Often in academia, discussions about theoretical frameworks and how they impact mentorship programs may seem abstract to practitioners. The authors of chapter 2, Hager, Hales, and Dominguez, help practitioners base their mentoring program on one or more theoretical frameworks. They begin by helping practitioners understand their mentoring program’s key components and variables. Then, they focus on broad frameworks and how they might align with the program’s needs and goals. Next, the chapter gives examples of how customizing theoretical frameworks inform the practice of mentoring. Lastly, in chapter 2, Hager, Hales, and Dominguez articulate how research design can contribute to the body of knowledge regarding theoretical frameworks.
In chapter 3, Murrell and Onosu focus on different mentoring relationships found in academia, including hierarchical mentoring relationships, peer mentoring, group mentoring, and reverse mentoring. Based on research and best practices, mentoring in academia is moving beyond a single mentor-mentee relationship into a diverse range of multiple relationships forming a social network promoting personal, academic, and career support.
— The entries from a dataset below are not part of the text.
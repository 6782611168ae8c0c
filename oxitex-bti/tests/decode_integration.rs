//! Integration tests for the full BTI decode pipeline.
//!
//! These tests build synthetic textures byte by byte and drive them through
//! `decode`, covering the Yaz0 wrapper, embedded headers, indexed formats
//! with palettes, and edge-overhang behavior.

use oxitex_bti::{ImageFormat, Rgba, decode, parse_header};

/// Build a 0x20-byte header followed by the given payload regions.
struct TextureBuilder {
    data: Vec<u8>,
}

impl TextureBuilder {
    fn new(format_code: u8, width: u16, height: u16) -> Self {
        let mut data = vec![0u8; 0x20];
        data[0x00] = format_code;
        data[0x02..0x04].copy_from_slice(&width.to_be_bytes());
        data[0x04..0x06].copy_from_slice(&height.to_be_bytes());
        data[0x18] = 1; // base level only
        Self { data }
    }

    fn palette(mut self, palette_format_code: u8, entries: &[u16]) -> Self {
        self.data[0x08] = 1;
        self.data[0x09] = palette_format_code;
        self.data[0x0A..0x0C].copy_from_slice(&(entries.len() as u16).to_be_bytes());
        let offset = self.data.len() as u32;
        self.data[0x0C..0x10].copy_from_slice(&offset.to_be_bytes());
        for entry in entries {
            self.data.extend_from_slice(&entry.to_be_bytes());
        }
        self
    }

    fn image_data(mut self, bytes: &[u8]) -> Vec<u8> {
        let offset = self.data.len() as u32;
        self.data[0x1C..0x20].copy_from_slice(&offset.to_be_bytes());
        self.data.extend_from_slice(bytes);
        self.data
    }
}

/// Wrap a buffer in an all-literal Yaz0 stream.
fn yaz0_wrap(data: &[u8]) -> Vec<u8> {
    let mut stream = Vec::with_capacity(0x10 + data.len() + data.len() / 8 + 1);
    stream.extend_from_slice(b"Yaz0");
    stream.extend_from_slice(&(data.len() as u32).to_be_bytes());
    stream.extend_from_slice(&[0u8; 8]);
    for chunk in data.chunks(8) {
        stream.push(0xFF);
        stream.extend_from_slice(chunk);
    }
    stream
}

#[test]
fn decode_rgb565_multi_block() {
    // 8x8 RGB565: four 4x4 blocks. First block red, the rest blue.
    let mut image_data = Vec::new();
    for block in 0..4 {
        let raw: u16 = if block == 0 { 0xF800 } else { 0x001F };
        for _ in 0..16 {
            image_data.extend_from_slice(&raw.to_be_bytes());
        }
    }
    let data = TextureBuilder::new(0x04, 8, 8).image_data(&image_data);

    let texture = decode(&data, 0).unwrap();
    assert_eq!(texture.header.format, ImageFormat::Rgb565);
    // Block raster order: block 1 starts at (4, 0), block 2 at (0, 4).
    assert_eq!(texture.pixels.pixel(3, 3), Rgba::new(255, 0, 0, 255));
    assert_eq!(texture.pixels.pixel(4, 0), Rgba::new(0, 0, 255, 255));
    assert_eq!(texture.pixels.pixel(0, 4), Rgba::new(0, 0, 255, 255));
    assert_eq!(texture.pixels.pixel(7, 7), Rgba::new(0, 0, 255, 255));
}

#[test]
fn decode_c8_with_palette_and_absent_pixels() {
    // 5x3 C8 in one 8x4 block. Palette has 15 IA8 entries (intensity ==
    // index, opaque); block samples are 0..31, so samples >= 15 are absent.
    let palette: Vec<u16> = (0..15u16).map(|i| 0xFF00 | i).collect();
    let image_data: Vec<u8> = (0..32).collect();
    let data = TextureBuilder::new(0x09, 5, 3)
        .palette(0x00, &palette)
        .image_data(&image_data);

    let texture = decode(&data, 0).unwrap();
    assert_eq!(texture.pixels.width(), 5);
    assert_eq!(texture.pixels.height(), 3);
    // (1, 1) samples index 9: present.
    assert_eq!(texture.pixels.pixel(1, 1), Rgba::new(9, 9, 9, 255));
    // (4, 2) samples index 20: absent, left transparent.
    assert_eq!(texture.pixels.pixel(4, 2), Rgba::TRANSPARENT);
}

#[test]
fn decode_c4_with_rgb5a3_palette() {
    // 8x8 C4 in one block; palette entry 1 is opaque white (top bit set).
    let palette = [0x0000u16, 0xFFFF];
    let image_data = [0x01u8; 32]; // every nibble pair is (0, 1)
    let data = TextureBuilder::new(0x08, 8, 8)
        .palette(0x02, &palette)
        .image_data(&image_data);

    let texture = decode(&data, 0).unwrap();
    assert_eq!(texture.pixels.pixel(1, 0), Rgba::new(255, 255, 255, 255));
    // Entry 0 is RGB5A3 with top bit clear: alpha from the 3-bit field.
    assert_eq!(texture.pixels.pixel(0, 0), Rgba::new(0, 0, 0, 0));
}

#[test]
fn decode_cmpr_overhanging_extent() {
    // 20x12 CMPR: 3x2 blocks of 8x8, right/bottom blocks overhang.
    // Every sub-block: c0 = white, c1 = black, all selectors 0.
    let mut block = Vec::new();
    for _ in 0..4 {
        block.extend_from_slice(&0xFFFFu16.to_be_bytes());
        block.extend_from_slice(&0x0000u16.to_be_bytes());
        block.extend_from_slice(&0u32.to_be_bytes());
    }
    let image_data: Vec<u8> = block.iter().copied().cycle().take(6 * 32).collect();
    let data = TextureBuilder::new(0x0E, 20, 12).image_data(&image_data);

    let texture = decode(&data, 0).unwrap();
    assert_eq!(texture.pixels.width(), 20);
    assert_eq!(texture.pixels.height(), 12);
    let white = Rgba::new(255, 255, 255, 255);
    assert_eq!(texture.pixels.pixel(0, 0), white);
    assert_eq!(texture.pixels.pixel(19, 11), white);
}

#[test]
fn decode_yaz0_wrapped_texture() {
    let image_data: Vec<u8> = (0..32).collect();
    let raw = TextureBuilder::new(0x01, 8, 4).image_data(&image_data);
    let wrapped = yaz0_wrap(&raw);
    assert_ne!(raw, wrapped);

    let from_raw = decode(&raw, 0).unwrap();
    let from_wrapped = decode(&wrapped, 0).unwrap();
    assert_eq!(from_raw.pixels, from_wrapped.pixels);
}

#[test]
fn decode_embedded_header_offset() {
    // The texture sits 0x30 bytes into a larger blob; palette and image
    // offsets stay relative to the header.
    let image_data: Vec<u8> = (0..32).collect();
    let texture_bytes = TextureBuilder::new(0x01, 8, 4).image_data(&image_data);
    let mut blob = vec![0xDDu8; 0x30];
    blob.extend_from_slice(&texture_bytes);

    let texture = decode(&blob, 0x30).unwrap();
    assert_eq!(texture.header.format, ImageFormat::I8);
    assert_eq!(texture.pixels.pixel(7, 3), Rgba::new(31, 31, 31, 31));
}

#[test]
fn decode_mipmapped_texture_reads_base_level_only() {
    // 8x8 I4 with three mipmap levels: 32 + 8 + 2 bytes of image data.
    // Decoding must consume the region without touching mipmap pixels.
    let mut image_data = vec![0xFFu8; 32];
    image_data.extend_from_slice(&[0xABu8; 10]);
    let mut data = TextureBuilder::new(0x00, 8, 8).image_data(&image_data);
    data[0x18] = 3;

    let texture = decode(&data, 0).unwrap();
    assert_eq!(texture.header.mipmap_count, 3);
    assert_eq!(texture.pixels.pixel(7, 7), Rgba::new(255, 255, 255, 255));
}

#[test]
fn decode_rejects_mipmapped_texture_with_short_region() {
    // Same texture, but the region is one byte short of base + mipmaps.
    let mut image_data = vec![0xFFu8; 32];
    image_data.extend_from_slice(&[0xABu8; 9]);
    let mut data = TextureBuilder::new(0x00, 8, 8).image_data(&image_data);
    data[0x18] = 3;
    assert!(decode(&data, 0).is_err());
}

#[test]
fn parse_header_of_wrapped_texture() {
    let image_data: Vec<u8> = (0..32).collect();
    let raw = TextureBuilder::new(0x01, 16, 2).image_data(&image_data);
    let header = parse_header(&yaz0_wrap(&raw), 0).unwrap();
    assert_eq!((header.width, header.height), (16, 2));
}

#[test]
fn unknown_format_code_fails_decode() {
    let data = TextureBuilder::new(0x0B, 4, 4).image_data(&[0u8; 32]);
    assert!(decode(&data, 0).is_err());
}

#[cfg(feature = "parallel")]
#[test]
fn parallel_decode_matches_serial() {
    let mut image_data = Vec::new();
    for block in 0..4u16 {
        for px in 0..16u16 {
            image_data.extend_from_slice(&(block * 16 + px).to_be_bytes());
        }
    }
    let data = TextureBuilder::new(0x04, 8, 8).image_data(&image_data);
    let serial = decode(&data, 0).unwrap();
    let parallel = oxitex_bti::decode_parallel(&data, 0).unwrap();
    assert_eq!(serial.pixels, parallel.pixels);
}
The authors conclude chapter 3 by exploring how mentoring can serve as a buffer, be a tool for social
influence, and a catalyst for identity work as members of the academy progress in their academic and professional journeys.
Novice program coordinators may not distinguish between formal mentoring programs and informal mentoring opportunities. Arocho and Johnson present a framework to differentiate between these two opportunities in chapter 4. By formalizing and customizing mentoring programs to meet the needs of their students, staff, and faculty, universities will more equitably distribute the benefits of mentoring among their members. Arocho and Johnson summarize the benefits of mentoring for the university, the mentors, and the mentees. When discussing the benefits of mentoring, an often-overlooked, unintended consequence is the adverse outcomes of the mentoring program. The authors of chapter 4 acknowledge these risks and advise how to mitigate these unintended consequences.